PROBLEM DESCRIPTION -
Reproduce all records exactly.

(Stored items)
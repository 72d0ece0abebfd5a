//! ---
//! mlw_section: "02-messaging-data-model"
//! mlw_subsection: "module"
//! mlw_type: "source"
//! mlw_scope: "code"
//! mlw_description: "Message classification, extraction and result assembly."
//! mlw_version: "v0.0.0-prealpha"
//! mlw_owner: "tbd"
//! ---
use std::fmt;

use serde::{Deserialize, Serialize};

/// Envelope kind of a trigger message.
#[derive(Debug, Clone, Copy, PartialEq, Eq, Hash, Serialize, Deserialize)]
pub enum EnvelopeKind {
    /// New sensor data arrived.
    #[serde(rename = "sensor_update")]
    SensorUpdate,
    /// Another tool published an analysis result.
    #[serde(rename = "analyse_result")]
    AnalysisResult,
}

impl EnvelopeKind {
    /// Every envelope kind, in lookup order.
    pub const ALL: [EnvelopeKind; 2] = [EnvelopeKind::SensorUpdate, EnvelopeKind::AnalysisResult];

    /// Wire name carried in `body.type`.
    pub fn as_str(self) -> &'static str {
        match self {
            EnvelopeKind::SensorUpdate => "sensor_update",
            EnvelopeKind::AnalysisResult => "analyse_result",
        }
    }

    /// Look a wire name up in the kind table.
    pub fn lookup(name: &str) -> Option<Self> {
        Self::ALL.into_iter().find(|kind| kind.as_str() == name)
    }
}

impl fmt::Display for EnvelopeKind {
    fn fmt(&self, f: &mut fmt::Formatter<'_>) -> fmt::Result {
        f.write_str(self.as_str())
    }
}

/// Shape of an analysis result.
#[derive(Debug, Clone, Copy, PartialEq, Eq, Hash, Serialize, Deserialize)]
#[serde(rename_all = "snake_case")]
pub enum ResultKind {
    /// Record with at least `total` and `predict`.
    Text,
    /// Exactly one table.
    TimeSeries,
    /// Ordered list of tables.
    MultipleTimeSeries,
}

impl ResultKind {
    /// Every result kind, in lookup order.
    pub const ALL: [ResultKind; 3] = [
        ResultKind::Text,
        ResultKind::TimeSeries,
        ResultKind::MultipleTimeSeries,
    ];

    /// Wire name carried in the analysis body `type`.
    pub fn as_str(self) -> &'static str {
        match self {
            ResultKind::Text => "text",
            ResultKind::TimeSeries => "time_series",
            ResultKind::MultipleTimeSeries => "multiple_time_series",
        }
    }

    /// Look a wire name up in the result kind table.
    pub fn lookup(name: &str) -> Option<Self> {
        Self::ALL.into_iter().find(|kind| kind.as_str() == name)
    }
}

impl fmt::Display for ResultKind {
    fn fmt(&self, f: &mut fmt::Formatter<'_>) -> fmt::Result {
        f.write_str(self.as_str())
    }
}

#[cfg(test)]
mod tests {
    use super::*;

    #[test]
    fn lookup_is_closed() {
        assert_eq!(
            EnvelopeKind::lookup("analyse_result"),
            Some(EnvelopeKind::AnalysisResult)
        );
        assert_eq!(EnvelopeKind::lookup("analysis_result"), None);
        assert_eq!(
            ResultKind::lookup("multiple_time_series"),
            Some(ResultKind::MultipleTimeSeries)
        );
        assert_eq!(ResultKind::lookup("TEXT"), None);
    }

    #[test]
    fn serde_names_match_wire_names() {
        for kind in ResultKind::ALL {
            let rendered = serde_json::to_value(kind).expect("serialize");
            assert_eq!(rendered, serde_json::Value::from(kind.as_str()));
        }
        let rendered = serde_json::to_value(EnvelopeKind::SensorUpdate).expect("serialize");
        assert_eq!(rendered, "sensor_update");
    }
}
//! ---
//! mlw_section: "02-messaging-data-model"
//! mlw_subsection: "module"
//! mlw_type: "source"
//! mlw_scope: "code"
//! mlw_description: "Message classification, extraction and result assembly."
//! mlw_version: "v0.0.0-prealpha"
//! mlw_owner: "tbd"
//! ---
use prometheus::{IntCounter, IntGaugeVec, Opts, Registry};
use tracing::debug;

/// Direction of the message movement, used for consistent logging.
#[derive(Debug, Clone, Copy, PartialEq, Eq)]
pub enum MessageDirection {
    /// Message published to the bus.
    Outbound,
    /// Message received from the bus.
    Inbound,
}

/// Emit a structured log entry for bus traffic.
pub fn log_message(direction: MessageDirection, topic: &str, payload: &str) {
    debug!(
        topic = %topic,
        bytes = payload.len(),
        direction = ?direction,
        "messaging activity"
    );
}

/// Prometheus metric handles for the wrapper.
#[derive(Clone)]
pub struct WrapperMetrics {
    message_issues: IntCounter,
    errors: IntCounter,
    state: IntGaugeVec,
}

impl WrapperMetrics {
    /// Register wrapper metrics with the provided registry.
    pub fn register(registry: &Registry) -> Result<Self, prometheus::Error> {
        let message_issues = IntCounter::with_opts(Opts::new(
            "message_issues",
            "Inbound messages that could not be classified or retrieved",
        ))?;
        let errors = IntCounter::with_opts(Opts::new(
            "error_counter",
            "Contained failures of the reaction cycle",
        ))?;
        let state = IntGaugeVec::new(
            Opts::new("ml_wrapper_state", "Current tool state, 1 for the active state"),
            &["state"],
        )?;

        registry.register(Box::new(message_issues.clone()))?;
        registry.register(Box::new(errors.clone()))?;
        registry.register(Box::new(state.clone()))?;

        Ok(Self {
            message_issues,
            errors,
            state,
        })
    }

    /// Record an inbound message that failed classification or retrieval.
    pub fn observe_message_issue(&self) {
        self.message_issues.inc();
    }

    /// Record a contained failure.
    pub fn observe_error(&self) {
        self.errors.inc();
    }

    /// Mark `current` as the active state.
    pub fn set_state(&self, current: &str) {
        self.state.reset();
        self.state.with_label_values(&[current]).set(1);
    }
}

ANSWER SECTION -
repository 72d0ece0abebfd5a
//! ---
//! mlw_section: "02-messaging-data-model"
//! mlw_subsection: "module"
//! mlw_type: "source"
//! mlw_scope: "code"
//! mlw_description: "Message classification, extraction and result assembly."
//! mlw_version: "v0.0.0-prealpha"
//! mlw_owner: "tbd"
//! ---
use std::fmt;

use serde::{Deserialize, Serialize};

/// Envelope kind of a trigger message.
#[derive(Debug, Clone, Copy, PartialEq, Eq, Hash, Serialize, Deserialize)]
pub enum EnvelopeKind {
    /// New sensor data arrived.
    #[serde(rename = "sensor_update")]
    SensorUpdate,
    /// Another tool published an analysis result.
    #[serde(rename = "analyse_result")]
    AnalysisResult,
}

impl EnvelopeKind {
    /// Every envelope kind, in lookup order.
    pub const ALL: [EnvelopeKind; 2] = [EnvelopeKind::SensorUpdate, EnvelopeKind::AnalysisResult];

    /// Wire name carried in `body.type`.
    pub fn as_str(self) -> &'static str {
        match self {
            EnvelopeKind::SensorUpdate => "sensor_update",
            EnvelopeKind::AnalysisResult => "analyse_result",
        }
    }

    /// Look a wire name up in the kind table.
    pub fn lookup(name: &str) -> Option<Self> {
        Self::ALL.into_iter().find(|kind| kind.as_str() == name)
    }
}

impl fmt::Display for EnvelopeKind {
    fn fmt(&self, f: &mut fmt::Formatter<'_>) -> fmt::Result {
        f.write_str(self.as_str())
    }
}

/// Shape of an analysis result.
#[derive(Debug, Clone, Copy, PartialEq, Eq, Hash, Serialize, Deserialize)]
#[serde(rename_all = "snake_case")]
pub enum ResultKind {
    /// Record with at least `total` and `predict`.
    Text,
    /// Exactly one table.
    TimeSeries,
    /// Ordered list of tables.
    MultipleTimeSeries,
}

impl ResultKind {
    /// Every result kind, in lookup order.
    pub const ALL: [ResultKind; 3] = [
        ResultKind::Text,
        ResultKind::TimeSeries,
        ResultKind::MultipleTimeSeries,
    ];

    /// Wire name carried in the analysis body `type`.
    pub fn as_str(self) -> &'static str {
        match self {
            ResultKind::Text => "text",
            ResultKind::TimeSeries => "time_series",
            ResultKind::MultipleTimeSeries => "multiple_time_series",
        }
    }

    /// Look a wire name up in the result kind table.
    pub fn lookup(name: &str) -> Option<Self> {
        Self::ALL.into_iter().find(|kind| kind.as_str() == name)
    }
}

impl fmt::Display for ResultKind {
    fn fmt(&self, f: &mut fmt::Formatter<'_>) -> fmt::Result {
        f.write_str(self.as_str())
    }
}

#[cfg(test)]
mod tests {
    use super::*;

    #[test]
    fn lookup_is_closed() {
        assert_eq!(
            EnvelopeKind::lookup("analyse_result"),
            Some(EnvelopeKind::AnalysisResult)
        );
        assert_eq!(EnvelopeKind::lookup("analysis_result"), None);
        assert_eq!(
            ResultKind::lookup("multiple_time_series"),
            Some(ResultKind::MultipleTimeSeries)
        );
        assert_eq!(ResultKind::lookup("TEXT"), None);
    }

    #[test]
    fn serde_names_match_wire_names() {
        for kind in ResultKind::ALL {
            let rendered = serde_json::to_value(kind).expect("serialize");
            assert_eq!(rendered, serde_json::Value::from(kind.as_str()));
        }
        let rendered = serde_json::to_value(EnvelopeKind::SensorUpdate).expect("serialize");
        assert_eq!(rendered, "sensor_update");
    }
}
//! ---
//! mlw_section: "02-messaging-data-model"
//! mlw_subsection: "module"
//! mlw_type: "source"
//! mlw_scope: "code"
//! mlw_description: "Message classification, extraction and result assembly."
//! mlw_version: "v0.0.0-prealpha"
//! mlw_owner: "tbd"
//! ---
use prometheus::{IntCounter, IntGaugeVec, Opts, Registry};
use tracing::debug;

/// Direction of the message movement, used for consistent logging.
#[derive(Debug, Clone, Copy, PartialEq, Eq)]
pub enum MessageDirection {
    /// Message published to the bus.
    Outbound,
    /// Message received from the bus.
    Inbound,
}

/// Emit a structured log entry for bus traffic.
pub fn log_message(direction: MessageDirection, topic: &str, payload: &str) {
    debug!(
        topic = %topic,
        bytes = payload.len(),
        direction = ?direction,
        "messaging activity"
    );
}

/// Prometheus metric handles for the wrapper.
#[derive(Clone)]
pub struct WrapperMetrics {
    message_issues: IntCounter,
    errors: IntCounter,
    state: IntGaugeVec,
}

impl WrapperMetrics {
    /// Register wrapper metrics with the provided registry.
    pub fn register(registry: &Registry) -> Result<Self, prometheus::Error> {
        let message_issues = IntCounter::with_opts(Opts::new(
            "message_issues",
            "Inbound messages that could not be classified or retrieved",
        ))?;
        let errors = IntCounter::with_opts(Opts::new(
            "error_counter",
            "Contained failures of the reaction cycle",
        ))?;
        let state = IntGaugeVec::new(
            Opts::new("ml_wrapper_state", "Current tool state, 1 for the active state"),
            &["state"],
        )?;

        registry.register(Box::new(message_issues.clone()))?;
        registry.register(Box::new(errors.clone()))?;
        registry.register(Box::new(state.clone()))?;

        Ok(Self {
            message_issues,
            errors,
            state,
        })
    }

    /// Record an inbound message that failed classification or retrieval.
    pub fn observe_message_issue(&self) {
        self.message_issues.inc();
    }

    /// Record a contained failure.
    pub fn observe_error(&self) {
        self.errors.inc();
    }

    /// Mark `current` as the active state.
    pub fn set_state(&self, current: &str) {
        self.state.reset();
        self.state.with_label_values(&[current]).set(1);
    }
}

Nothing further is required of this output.